| Work to be completed |
Give again the entries below exactly, beginning at the first line and ending at the line with "db.put_json(tables::USER, None, Key::Name(USER_KEY), &user)?;".

(Dataset items)
▼

//! The local user: display name and X25519 identity, created once.

use chrono::{DateTime, Utc};
use serde::{Deserialize, Serialize};
use tracing::info;

use murmur_shared::constants::{NAME_MAX_LEN, RECORD_VERSION};
use murmur_shared::identity::{Identity, IdentityExport};
use murmur_shared::types::PeerAddress;
use murmur_store::{tables, Database, Key, StoreError};

use crate::error::{CoreError, Result};

const USER_KEY: &str = "base";
const ADDRESS_KEY: &str = "address";

pub(crate) fn record_version() -> u32 {
    RECORD_VERSION
}

#[derive(Serialize, Deserialize)]
pub struct User {
    #[serde(default = "record_version")]
    pub version: u32,
    pub name: String,
    identity: IdentityExport,
    pub creation_time: DateTime<Utc>,
}

impl User {
    /// Generate a fresh identity named `name` and persist it.
    pub fn create(db: &Database, name: &str) -> Result<Self> {
        let name = validate_name(name)?;
        match db.get(tables::USER, None, Key::Name(USER_KEY)) {
            Ok(_) => return Err(CoreError::UserExists),
            Err(StoreError::NotFound) => {}
            Err(e) => return Err(e.into()),
        }

        let user = Self {
            version: RECORD_VERSION,
            name,
            identity: Identity::generate().to_export(),
            creation_time: Utc::now(),
        };
        db.put_json(tables::USER, None, Key::Name(USER_KEY), &user)?;
        info!(name = %user.name, "user created");
        Ok(user)
    }

    pub fn load(db: &Database) -> Result<Self> {
        match db.get_json(tables::USER, None, Key::Name(USER_KEY)) {
            Ok(user) => Ok(user),
            Err(StoreError::NotFound) => Err(CoreError::NoUser),
            Err(e) => Err(e.into()),
        }
    }

    pub fn exists(db: &Database) -> Result<bool> {
        match db.get(tables::USER, None, Key::Name(USER_KEY)) {
            Ok(_) => Ok(true),
            Err(StoreError::NotFound) => Ok(false),
            Err(e) => Err(e.into()),
        }
    }

    pub fn identity(&self) -> Result<Identity> {
        Ok(Identity::from_export(&self.identity)?)
    }
}

impl std::fmt::Debug for User {
    fn fmt(&self, f: &mut std::fmt::Formatter<'_>) -> std::fmt::Result {
        f.debug_struct("User")
            .field("name", &self.name)
            .field("creation_time", &self.creation_time)
            .finish_non_exhaustive()
    }
}

fn validate_name(name: &str) -> Result<String> {
    let name = name.trim();
    let len = name.chars().count();
    if len == 0 || len > NAME_MAX_LEN {
        return Err(CoreError::InvalidName(format!(
            "must be 1 to {NAME_MAX_LEN} characters, got {len}"
        )));
    }
    Ok(name.to_string())
}

/// Remember the address the onion service publishes us under.
pub fn save_own_address(db: &Database, address: &PeerAddress) -> Result<()> {
    db.put_json(tables::USER, None, Key::Name(ADDRESS_KEY), address)?;
    Ok(())
}

pub fn load_own_address(db: &Database) -> Result<Option<PeerAddress>> {
    match db.get_json(tables::USER, None, Key::Name(ADDRESS_KEY)) {
        Ok(address) => Ok(Some(address)),
        Err(StoreError::NotFound) => Ok(None),
        Err(e) => Err(e.into()),
    }
}

#[cfg(test)]
mod tests {
    use super::*;

    fn open() -> (tempfile::TempDir, Database) {
        let dir = tempfile::tempdir().unwrap();
        let db = Database::open_at(&dir.path().join("user.db")).unwrap();
        db.set_pass("pw").unwrap();
        (dir, db)
    }

    #[test]
    fn create_then_load() {
        let (_dir, db) = open();
        assert!(!User::exists(&db).unwrap());
        assert!(matches!(User::load(&db), Err(CoreError::NoUser)));

        let created = User::create(&db, "  alice ").unwrap();
        assert_eq!(created.name, "alice");
        assert!(User::exists(&db).unwrap());

        let loaded = User::load(&db).unwrap();
        assert_eq!(loaded.name, "alice");
        assert_eq!(
            loaded.identity().unwrap().public_key(),
            created.identity().unwrap().public_key()
        );
    }

    #[test]
    fn create_only_once() {
        let (_dir, db) = open();
        User::create(&db, "alice").unwrap();
        assert!(matches!(User::create(&db, "bob"), Err(CoreError::UserExists)));
    }

    #[test]
    fn name_bounds() {
        let (_dir, db) = open();
        assert!(matches!(User::create(&db, ""), Err(CoreError::InvalidName(_))));
        assert!(matches!(
            User::create(&db, &"x".repeat(NAME_MAX_LEN + 1)),
            Err(CoreError::InvalidName(_))
        ));
        assert!(User::create(&db, &"é".repeat(NAME_MAX_LEN)).is_ok());
    }

    #[test]
    fn own_address_roundtrip() {
        let (_dir, db) = open();
        assert!(load_own_address(&db).unwrap().is_none());
        let addr = PeerAddress::parse("me.onion").unwrap();
        save_own_address(&db, &addr).unwrap();
        assert_eq!(load_own_address(&db).unwrap(), Some(addr));
    }
}
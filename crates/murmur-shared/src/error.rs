use thiserror::Error;

#[derive(Error, Debug)]
pub enum CryptoError {
    #[error("Encryption failed")]
    EncryptionFailed,

    /// Ciphertext length or padding header is implausible.
    #[error("Corrupt ciphertext: {0}")]
    Corrupt(&'static str),

    #[error("Decryption failed: invalid ciphertext or wrong key")]
    DecryptionFailed,

    #[error("Invalid key length")]
    InvalidKeyLength,
}

#[derive(Error, Debug)]
pub enum IdentityError {
    #[error("Invalid key bytes")]
    InvalidKeyBytes,

    #[error("Display name must be 1..={max} characters, got {len}")]
    InvalidName { len: usize, max: usize },
}
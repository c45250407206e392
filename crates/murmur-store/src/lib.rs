//! # murmur-store
//!
//! Local encrypted storage for murmur, backed by SQLite.
//!
//! The store is a table / sub-table key-value engine. Every value is
//! encrypted with a key derived from the user's password before it reaches
//! disk, so the database file alone reveals only table names, key ids and
//! value sizes. The crate exposes a synchronous [`Database`] handle that
//! wraps a `rusqlite::Connection`.

pub mod database;
pub mod entries;
pub mod migrations;

mod error;

pub use database::Database;
pub use entries::{Entries, Key};
pub use error::{Result, StoreError};

/// Names of the logical tables created on open.
pub mod tables {
    /// Own identity, address and the password canary (named keys).
    pub const USER: &str = "user";
    /// One record per contact, keyed by contact id.
    pub const CONTACTS: &str = "contacts";
    /// One sub-table per contact, keyed by message id.
    pub const MESSAGES: &str = "messages";
}
//! Outbound handshake steps and message delivery.
//!
//! Each step re-reads the contact right before talking to the peer and
//! writes the outcome back through [`Registry::update_contact`], so state
//! changed by inbound requests in the meantime is never lost.
//!
//! [`Registry::update_contact`]: crate::contact::Registry::update_contact

use chrono::Utc;
use tracing::{debug, info};

use murmur_net::call;
use murmur_shared::crypto;
use murmur_shared::protocol::{
    encode_id, paths, ConfirmKeyRequest, DeliverRequest, DeliveredMessage, IntroduceAnswer,
    IntroduceRequest, SealedBody, SessionKeyProposal,
};
use murmur_shared::types::ContactId;

use crate::error::{CoreError, Result};
use crate::events::CoreEvent;
use crate::node::Node;

/// Most messages sent in one delivery.
pub const MAX_BATCH: usize = 100;

impl Node {
    /// Stage 1: present ourselves to a contact created from a link.
    pub async fn introduce(&self, id: ContactId) -> Result<()> {
        let contact = self.registry().contact(id)?;
        if contact.pub_key_sent {
            return Ok(());
        }
        let own_address = self.own_address().ok_or(CoreError::OwnAddressUnknown)?;
        self.registry().stamp_try(id)?;

        let request = IntroduceRequest {
            name: self.name().to_string(),
            hello: contact.hello_message.clone(),
            address: own_address,
            shared_secret: contact.secret_pass.to_vec(),
            public_key: self.public_key(),
            proposed_remote_id: id,
        };
        let answer: IntroduceAnswer =
            call(&*self.transport, &contact.address, paths::INTRODUCE, &request).await?;

        let assigned = match answer {
            IntroduceAnswer {
                accepted: true,
                assigned_remote_id: Some(assigned),
            } => assigned,
            _ => return Err(CoreError::RejectedByPeer("introduction")),
        };

        let stage = self.registry().update_contact(id, |c| {
            c.remote_id = Some(assigned);
            c.pub_key_sent = true;
            Ok(c.stage())
        })?;
        info!(contact = %id, remote = %assigned, "introduction accepted by peer");
        self.events.emit(CoreEvent::HandshakeProgress { contact: id, stage });
        Ok(())
    }

    /// Stage 2: prove we hold the shared secret and hand over our key.
    /// A no-op once the peer has acknowledged it.
    pub async fn confirm_public_key(&self, id: ContactId) -> Result<()> {
        let contact = self.registry().contact(id)?;
        if contact.pub_key_sent {
            return Ok(());
        }
        let peer_key = contact.public_key.ok_or(CoreError::PeerKeyUnknown)?;
        self.registry().stamp_try(id)?;

        let request = ConfirmKeyRequest {
            name: self.name().to_string(),
            remote_id_encrypted: crypto::seal(&peer_key.0, &encode_id(id))?,
            secret_encrypted: crypto::seal(&peer_key.0, &contact.secret_pass)?,
            public_key: self.public_key(),
        };
        let accepted: bool =
            call(&*self.transport, &contact.address, paths::CONFIRM_KEY, &request).await?;
        if !accepted {
            return Err(CoreError::RejectedByPeer("key confirmation"));
        }

        let stage = self.registry().update_contact(id, |c| {
            c.pub_key_sent = true;
            Ok(c.stage())
        })?;
        info!(contact = %id, "public key confirmed by peer");
        self.events.emit(CoreEvent::HandshakeProgress { contact: id, stage });
        Ok(())
    }

    /// Stage 3: seal the current session key to the peer.
    pub async fn propagate_session_key(&self, id: ContactId) -> Result<()> {
        let contact = self.registry().contact(id)?;
        let peer_key = contact.public_key.ok_or(CoreError::PeerKeyUnknown)?;
        let remote_id = contact.remote_id.ok_or(CoreError::RemoteIdUnknown)?;
        let session_key = contact.session_key.ok_or(CoreError::NoSessionKey)?;

        let proposal = SessionKeyProposal {
            remote_id,
            secret: contact.secret_pass.to_vec(),
            session_key,
        };
        let body = SealedBody(crypto::seal(&peer_key.0, &serde_json::to_vec(&proposal)?)?);
        let accepted: bool =
            call(&*self.transport, &contact.address, paths::SET_SESSION_KEY, &body).await?;
        if !accepted {
            return Err(CoreError::RejectedByPeer("session key"));
        }
        debug!(contact = %id, "session key propagated");
        Ok(())
    }

    /// Stage 4: send every queued message. Returns how many were delivered.
    ///
    /// Confirms the key and negotiates a session key first when needed. The
    /// contact is marked in work for the duration; the try time is stamped
    /// whatever the outcome.
    pub async fn deliver_pending(&self, id: ContactId) -> Result<usize> {
        if !self.registry().contact(id)?.has_pending() {
            return Ok(0);
        }

        self.registry().set_in_work(id, true)?;
        let result = self.deliver_batch(id).await;

        let finished = self.registry().update_contact(id, |c| {
            c.in_work_since = None;
            c.last_try_time = Some(Utc::now());
            Ok(())
        });
        if let Err(e) = finished {
            self.absorb("finishing delivery", Some(id), &e);
        }
        result
    }

    async fn deliver_batch(&self, id: ContactId) -> Result<usize> {
        self.confirm_public_key(id).await?;

        if self.registry().ensure_session_key(id, Utc::now())? {
            if let Err(e) = self.propagate_session_key(id).await {
                self.registry().clear_session_key(id)?;
                return Err(e);
            }
        }

        let contact = self.registry().contact(id)?;
        let remote_id = contact.remote_id.ok_or(CoreError::RemoteIdUnknown)?;
        let session_key = contact.session_key.ok_or(CoreError::NoSessionKey)?;

        let mut pending = self.registry().pending_messages(&contact)?;
        pending.truncate(MAX_BATCH);
        if pending.is_empty() {
            return Ok(0);
        }

        let batch: Vec<DeliveredMessage> = pending.iter().map(|m| m.to_delivered()).collect();
        let request = DeliverRequest {
            remote_id,
            batch: crypto::encrypt(&session_key, &serde_json::to_vec(&batch)?)?,
        };
        let accepted: bool =
            call(&*self.transport, &contact.address, paths::DELIVER, &request).await?;
        if !accepted {
            // The peer holds another key; renegotiate next time.
            self.registry().clear_session_key(id)?;
            return Err(CoreError::RejectedByPeer("delivery"));
        }

        let ids: Vec<_> = pending.iter().map(|m| m.id).collect();
        self.registry().mark_delivered(id, &ids)?;
        info!(contact = %id, count = ids.len(), "messages delivered");
        self.events.emit(CoreEvent::MessagesDelivered {
            contact: id,
            count: ids.len(),
        });
        Ok(ids.len())
    }
}
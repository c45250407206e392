use thiserror::Error;

use murmur_net::NetError;
use murmur_shared::error::{CryptoError, IdentityError};
use murmur_shared::types::{AddressError, ContactId};
use murmur_store::StoreError;

/// Errors produced by the contact registry and the handshake protocol.
#[derive(Debug, Error)]
pub enum CoreError {
    /// A contact with the same address or public key already exists.
    #[error("Contact already exists")]
    DuplicateContact,

    #[error("Contact {0} not found")]
    ContactNotFound(ContactId),

    /// The peer's public key has not been received yet.
    #[error("Peer public key unknown")]
    PeerKeyUnknown,

    /// The peer does not know us by an id yet.
    #[error("Peer has not assigned us an id yet")]
    RemoteIdUnknown,

    /// The peer answered a request negatively.
    #[error("Peer rejected {0}")]
    RejectedByPeer(&'static str),

    /// A different public key is already on file for this contact.
    #[error("A different public key is already known for this contact")]
    AlreadyKnown,

    /// The presented shared secret does not match.
    #[error("Shared secret mismatch")]
    SecretMismatch,

    /// No session key is installed for this contact.
    #[error("No session key")]
    NoSessionKey,

    /// The contact stayed busy for too long.
    #[error("Contact {0} is busy")]
    Busy(ContactId),

    /// No local identity exists yet.
    #[error("No user identity; create one first")]
    NoUser,

    #[error("User already exists")]
    UserExists,

    #[error("Invalid user name: {0}")]
    InvalidName(String),

    /// Our own onion address is not known yet.
    #[error("Own address unknown")]
    OwnAddressUnknown,

    #[error("Malformed payload: {0}")]
    Malformed(String),

    #[error("Message is empty")]
    EmptyMessage,

    #[error(transparent)]
    Command(#[from] crate::commands::CommandError),

    #[error(transparent)]
    Address(#[from] AddressError),

    #[error(transparent)]
    Identity(#[from] IdentityError),

    #[error(transparent)]
    Crypto(#[from] CryptoError),

    #[error("Transport: {0}")]
    Transport(#[from] NetError),

    #[error("Store: {0}")]
    Store(#[from] StoreError),
}

impl CoreError {
    /// Whether the on-disk state can no longer be trusted.
    pub fn is_corruption(&self) -> bool {
        matches!(self, CoreError::Store(e) if e.is_corruption())
    }
}

impl From<serde_json::Error> for CoreError {
    fn from(e: serde_json::Error) -> Self {
        CoreError::Malformed(e.to_string())
    }
}

pub type Result<T> = std::result::Result<T, CoreError>;
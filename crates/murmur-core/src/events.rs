//! Notifications from the core to whatever front end is attached.

use serde::Serialize;
use tokio::sync::broadcast;

use murmur_shared::types::{ContactId, MessageId};

use crate::contact::Stage;

#[derive(Debug, Clone, PartialEq, Eq, Serialize)]
#[serde(tag = "type", rename_all = "snake_case")]
pub enum CoreEvent {
    ContactAdded { contact: ContactId },
    /// The contact moved to a new handshake stage.
    HandshakeProgress { contact: ContactId, stage: Stage },
    MessageReceived { contact: ContactId, message: MessageId },
    MessagesDelivered { contact: ContactId, count: usize },
    HistoryCleared { contact: ContactId },
    /// Something the user should see, e.g. storage corruption.
    Error { message: String },
}

/// Destination for [`CoreEvent`]s.
pub trait EventSink: Send + Sync {
    fn emit(&self, event: CoreEvent);
}

/// Fan-out sink over a tokio broadcast channel. Slow subscribers lose the
/// oldest events, never block the core.
#[derive(Clone)]
pub struct BroadcastSink {
    tx: broadcast::Sender<CoreEvent>,
}

impl BroadcastSink {
    pub fn new(capacity: usize) -> Self {
        let (tx, _) = broadcast::channel(capacity);
        Self { tx }
    }

    pub fn subscribe(&self) -> broadcast::Receiver<CoreEvent> {
        self.tx.subscribe()
    }
}

impl Default for BroadcastSink {
    fn default() -> Self {
        Self::new(256)
    }
}

impl EventSink for BroadcastSink {
    fn emit(&self, event: CoreEvent) {
        // No subscribers is not an error.
        if self.tx.send(event).is_err() {
            tracing::trace!("event dropped, no subscribers");
        }
    }
}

▲

| Exercise answer |
//! The local user: display name and X25519 identity, created once.

use chrono::{DateTime, Utc};
use serde::{Deserialize, Serialize};
use tracing::info;

use murmur_shared::constants::{NAME_MAX_LEN, RECORD_VERSION};
use murmur_shared::identity::{Identity, IdentityExport};
use murmur_shared::types::PeerAddress;
use murmur_store::{tables, Database, Key, StoreError};

use crate::error::{CoreError, Result};

const USER_KEY: &str = "base";
const ADDRESS_KEY: &str = "address";

pub(crate) fn record_version() -> u32 {
    RECORD_VERSION
}

#[derive(Serialize, Deserialize)]
pub struct User {
    #[serde(default = "record_version")]
    pub version: u32,
    pub name: String,
    identity: IdentityExport,
    pub creation_time: DateTime<Utc>,
}

impl User {
    /// Generate a fresh identity named `name` and persist it.
    pub fn create(db: &Database, name: &str) -> Result<Self> {
        let name = validate_name(name)?;
        match db.get(tables::USER, None, Key::Name(USER_KEY)) {
            Ok(_) => return Err(CoreError::UserExists),
            Err(StoreError::NotFound) => {}
            Err(e) => return Err(e.into()),
        }

        let user = Self {
            version: RECORD_VERSION,
            name,
            identity: Identity::generate().to_export(),
            creation_time: Utc::now(),
        };
        db.put_json(tables::USER, None, Key::Name(USER_KEY), &user)?;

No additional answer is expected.